The project will generate a comprehensive experimental dataset, determining kinetic parameters from peptide concentration time courses using quantitative UHPLC-PDA-ESI-MS. Special focus will be on the interplay of multiple digestive proteases and structural changes in dietary proteins influencing enzymatic action. Amino acid sequences surrounding cleavage sites will be analyzed to identify patterns that inform predictive models, starting from the protein's amino acid sequence.
What You Will Do
- Take ownership of the project and conduct research including state-of-the-art LC-MS analyses.
- Develop kinetic models to describe peptide release kinetics.
- Publish findings in peer-reviewed journals and present at scientific conferences.
- Supervise BSc and MSc students and contribute to educational activities.
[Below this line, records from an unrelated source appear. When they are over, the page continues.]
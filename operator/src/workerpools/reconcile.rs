use futures::stream::StreamExt;
use kube::{
    Api, Resource, ResourceExt,
    client::Client,
    runtime::{
        Controller,
        controller::Action,
        finalizer::{Event as FinalizerEvent, finalizer},
    },
};
use kube_leader_election::{LeaseLock, LeaseLockParams};
use owo_colors::OwoColorize;
use std::sync::Arc;
use std::time::Duration as StdDuration;
use stormop_types::{ClusterPhase, Topology, TopologyPhase, WorkerPool, WorkerPoolPhase, WORKERPOOL_FINALIZER};
use tokio_util::sync::CancellationToken;

use super::actions;
use crate::kernel::StateMachine;
use crate::util::{
    Error,
    colors::{FG1, FG2},
};

#[cfg(feature = "metrics")]
use crate::util::metrics::ControllerMetrics;

pub async fn run(client: Client) -> Result<(), Error> {
    println!("{}", "Starting WorkerPool controller...".green());
    let context = Arc::new(ContextData {
        client: client.clone(),
        #[cfg(feature = "metrics")]
        metrics: ControllerMetrics::new("workerpool"),
    });

    let lease_namespace = std::env::var("NAMESPACE").unwrap_or_else(|_| "default".to_string());
    let holder_id = std::env::var("POD_NAME")
        .or_else(|_| std::env::var("HOSTNAME"))
        .unwrap_or_else(|_| format!("storm-operator-{}", uuid::Uuid::new_v4()));
    let leadership = LeaseLock::new(
        client.clone(),
        &lease_namespace,
        LeaseLockParams {
            holder_id,
            lease_name: "storm-operator-workerpools-lock".to_string(),
            lease_ttl: StdDuration::from_secs(15),
        },
    );

    let shutdown = CancellationToken::new();
    let shutdown_signal = shutdown.clone();
    tokio::spawn(async move {
        stormop_common::shutdown::shutdown_signal().await;
        shutdown_signal.cancel();
    });

    let mut controller_task: Option<tokio::task::JoinHandle<()>> = None;
    let mut tick = tokio::time::interval(StdDuration::from_secs(5));
    loop {
        tokio::select! {
            _ = shutdown.cancelled() => {
                if let Some(task) = controller_task.take() {
                    task.abort();
                    task.await.ok();
                }
                break Ok(())
            },
            _ = tick.tick() => {}
        }
        let lease = match leadership.try_acquire_or_renew().await {
            Ok(l) => l,
            Err(e) => {
                eprintln!("workerpool leader election renew/acquire failed: {e}");
                if let Some(task) = controller_task.take() {
                    task.abort();
                }
                continue;
            }
        };
        if lease.acquired_lease {
            if controller_task.is_none() {
                println!("acquired leadership; starting workerpool controller");
                let pool_api: Api<WorkerPool> = Api::all(client.clone());
                let owns_client = client.clone();
                let context = context.clone();
                controller_task = Some(tokio::spawn(async move {
                    println!("{}", "🚀 WorkerPool controller started.".green());
                    // Cross-resource drift (cluster/topology readiness) is
                    // picked up on the per-phase requeue cadence rather than
                    // an explicit watch mapper; a pool in Pending requeues
                    // every 10s until its dependencies are Running.
                    Controller::new(pool_api, Default::default())
                        .owns(
                            Api::<k8s_openapi::api::apps::v1::Deployment>::all(owns_client.clone()),
                            Default::default(),
                        )
                        .owns(
                            Api::<k8s_openapi::api::core::v1::Service>::all(owns_client.clone()),
                            Default::default(),
                        )
                        .owns(
                            Api::<k8s_openapi::api::autoscaling::v2::HorizontalPodAutoscaler>::all(
                                owns_client,
                            ),
                            Default::default(),
                        )
                        .run(reconcile, on_error, context)
                        .for_each(|_res| async move {})
                        .await;
                }));
            }
        } else if let Some(task) = controller_task.take() {
            println!("lost leadership; stopping workerpool controller");
            task.abort();
        }
    }
}

struct ContextData {
    client: Client,
    #[cfg(feature = "metrics")]
    metrics: ControllerMetrics,
}

#[derive(Debug, Clone, Copy, PartialEq, Eq, Hash)]
enum WorkerPoolEvent {
    Create,
    CreateComplete,
    ScaleUp,
    ScaleDown,
    ScalingComplete,
    HealthCheckFailed,
    Recover,
}

fn machine_for(phase: WorkerPoolPhase) -> StateMachine<WorkerPoolPhase, WorkerPoolEvent> {
    use WorkerPoolEvent::*;
    use WorkerPoolPhase::*;
    let mut m = StateMachine::new(phase);
    m.add_transition(Unknown, Create, Pending)
        .add_transition(Pending, Create, Creating)
        .add_transition(Creating, CreateComplete, Ready)
        .add_transition(Ready, ScaleUp, Scaling)
        .add_transition(Ready, ScaleDown, Scaling)
        .add_transition(Ready, HealthCheckFailed, Failed)
        .add_transition(Scaling, ScalingComplete, Ready)
        .add_transition(Failed, Recover, Pending);
    m
}

async fn reconcile(pool: Arc<WorkerPool>, context: Arc<ContextData>) -> Result<Action, Error> {
    let client = context.client.clone();
    let api: Api<WorkerPool> = Api::namespaced(
        client.clone(),
        pool.namespace().as_deref().unwrap_or("default"),
    );

    finalizer(&api, WORKERPOOL_FINALIZER, pool, |event| async {
        match event {
            FinalizerEvent::Apply(pool) => apply(pool, context.clone()).await,
            FinalizerEvent::Cleanup(pool) => cleanup(pool, context.clone()).await,
        }
    })
    .await
    .map_err(|e| Error::Finalizer(Box::new(e)))
}

async fn dependencies_ready(client: &Client, pool: &WorkerPool) -> Result<bool, Error> {
    let namespace = pool.namespace().unwrap_or_default();
    let topology_api: Api<Topology> = Api::namespaced(client.clone(), &namespace);
    let Some(topology) = topology_api.get_opt(&pool.spec.topology_name).await? else {
        return Ok(false);
    };
    if topology.status.as_ref().map(|s| s.phase) != Some(TopologyPhase::Running) {
        return Ok(false);
    }
    let cluster_api: Api<stormop_types::Cluster> = Api::namespaced(client.clone(), &namespace);
    let Some(cluster) = cluster_api.get_opt(&topology.spec.cluster_name).await? else {
        return Ok(false);
    };
    Ok(cluster.status.as_ref().map(|s| s.phase) == Some(ClusterPhase::Running))
}

async fn apply(pool: Arc<WorkerPool>, context: Arc<ContextData>) -> Result<Action, Error> {
    let client = context.client.clone();
    let name = pool.name_any();
    let namespace = pool
        .namespace()
        .ok_or_else(|| Error::UserInput("WorkerPool must be namespaced".to_string()))?;

    #[cfg(feature = "metrics")]
    context
        .metrics
        .reconcile_counter
        .with_label_values(&[&name, &namespace])
        .inc();

    let phase = pool.status.as_ref().map(|s| s.phase).unwrap_or_default();
    let event = determine_event(&client, &pool, phase).await?;
    let Some(event) = event else {
        return Ok(Action::requeue(requeue_for(phase)));
    };

    println!(
        "🔧 {}{}{}{}{:?}",
        namespace.color(FG2),
        "/".color(FG1),
        name.color(FG2),
        " EVENT: ".color(FG1),
        event,
    );

    let mut machine = machine_for(phase);
    let new_phase = machine
        .process_event(event)
        .map_err(|e| Error::IllegalTransition(format!("workerpool '{namespace}/{name}': {e}")))?;

    match new_phase {
        WorkerPoolPhase::Creating | WorkerPoolPhase::Scaling => {
            actions::set_phase(client.clone(), &pool, new_phase, "reconciling children").await?;
            let Some(cm_name) = actions::resolve_cluster_configmap_name(client.clone(), &pool).await? else {
                return Ok(Action::requeue(StdDuration::from_secs(10)));
            };
            actions::reconcile_children(client.clone(), &pool, &cm_name).await?;
            actions::refresh_counts(client.clone(), &pool).await?;
            Ok(Action::requeue(StdDuration::from_secs(5)))
        }
        WorkerPoolPhase::Ready => {
            actions::refresh_counts(client.clone(), &pool).await?;
            actions::set_phase(client.clone(), &pool, new_phase, "worker pool is ready").await?;
            Ok(Action::requeue(StdDuration::from_secs(30)))
        }
        WorkerPoolPhase::Pending | WorkerPoolPhase::Unknown => {
            actions::set_phase(client.clone(), &pool, new_phase, "waiting for dependencies").await?;
            Ok(Action::requeue(StdDuration::from_secs(10)))
        }
        WorkerPoolPhase::Failed => {
            actions::set_phase(client.clone(), &pool, new_phase, "deployment not healthy").await?;
            Ok(Action::requeue(StdDuration::from_secs(30)))
        }
        WorkerPoolPhase::Deleted => Ok(Action::requeue(StdDuration::from_secs(10))),
    }
}

async fn determine_event(
    client: &Client,
    pool: &WorkerPool,
    phase: WorkerPoolPhase,
) -> Result<Option<WorkerPoolEvent>, Error> {
    match phase {
        WorkerPoolPhase::Unknown => Ok(Some(WorkerPoolEvent::Create)),
        WorkerPoolPhase::Pending => {
            if dependencies_ready(client, pool).await? {
                Ok(Some(WorkerPoolEvent::Create))
            } else {
                Ok(None)
            }
        }
        WorkerPoolPhase::Creating => {
            if actions::children_exist(client.clone(), pool).await? {
                Ok(Some(WorkerPoolEvent::CreateComplete))
            } else {
                Ok(None)
            }
        }
        WorkerPoolPhase::Ready => {
            let status = pool.status.as_ref();
            let desired = pool.spec.replicas;
            let observed = status.map(|s| s.desired_replicas).unwrap_or(0);
            if desired != observed {
                return Ok(Some(if desired > observed {
                    WorkerPoolEvent::ScaleUp
                } else {
                    WorkerPoolEvent::ScaleDown
                }));
            }
            let dep_status = actions::deployment_status(client.clone(), pool).await?;
            if let Some(dep_status) = dep_status {
                let ready = dep_status.ready_replicas.unwrap_or(0);
                if ready < desired {
                    return Ok(Some(WorkerPoolEvent::HealthCheckFailed));
                }
            }
            Ok(None)
        }
        WorkerPoolPhase::Scaling => {
            let dep_status = actions::deployment_status(client.clone(), pool).await?;
            let ready = dep_status.and_then(|s| s.ready_replicas).unwrap_or(0);
            if ready == pool.spec.replicas {
                Ok(Some(WorkerPoolEvent::ScalingComplete))
            } else {
                Ok(None)
            }
        }
        WorkerPoolPhase::Failed => Ok(Some(WorkerPoolEvent::Recover)),
        WorkerPoolPhase::Deleted => Ok(None),
    }
}

fn requeue_for(phase: WorkerPoolPhase) -> StdDuration {
    match phase {
        WorkerPoolPhase::Ready => StdDuration::from_secs(30),
        WorkerPoolPhase::Failed => StdDuration::from_secs(60),
        WorkerPoolPhase::Creating | WorkerPoolPhase::Scaling => StdDuration::from_secs(5),
        _ => StdDuration::from_secs(10),
    }
}

async fn cleanup(pool: Arc<WorkerPool>, context: Arc<ContextData>) -> Result<Action, Error> {
    actions::set_phase(context.client.clone(), &pool, WorkerPoolPhase::Deleted, "deleting").await?;
    Ok(Action::await_change())
}

fn on_error(pool: Arc<WorkerPool>, error: &Error, _context: Arc<ContextData>) -> Action {
    eprintln!(
        "{}",
        format!("WorkerPool reconciliation error for '{}': {:?}", pool.name_any(), error).red()
    );
    Action::requeue(StdDuration::from_secs(5))
}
- Complete PhD program requirements including training and supervision plans.
Expected Outcomes
A predictive tool for peptide formation and concentrations during digestion will be established. This will yield novel insights into protease specificity and digestion kinetics, facilitating the rational design of specialized protein hydrolysates tailored for infants, elderly, and athletes.
Why This Matters
Improved understanding of protein digestion mechanisms and peptide dynamics will enhance utilization of dietary proteins' nutritional properties. This has direct implications for designing foods that better meet the needs of vulnerable populations and athletes, addressing current limitations in nutritional science.
Entry Requirements
Eligibility
Supervisor Profile
Dr. Gijs Vreeke leads the protein team within the Food Chemistry laboratory at Wageningen University & Research. His expertise combines bioinformatics, computational biology, and advanced analytical techniques to investigate protein digestion and hydrolysis. Dr. Vreeke's research focuses on integrating experimental data with modelling approaches to unravel enzymatic action on dietary proteins. He is established in the field of food proteomics and digestion kinetics.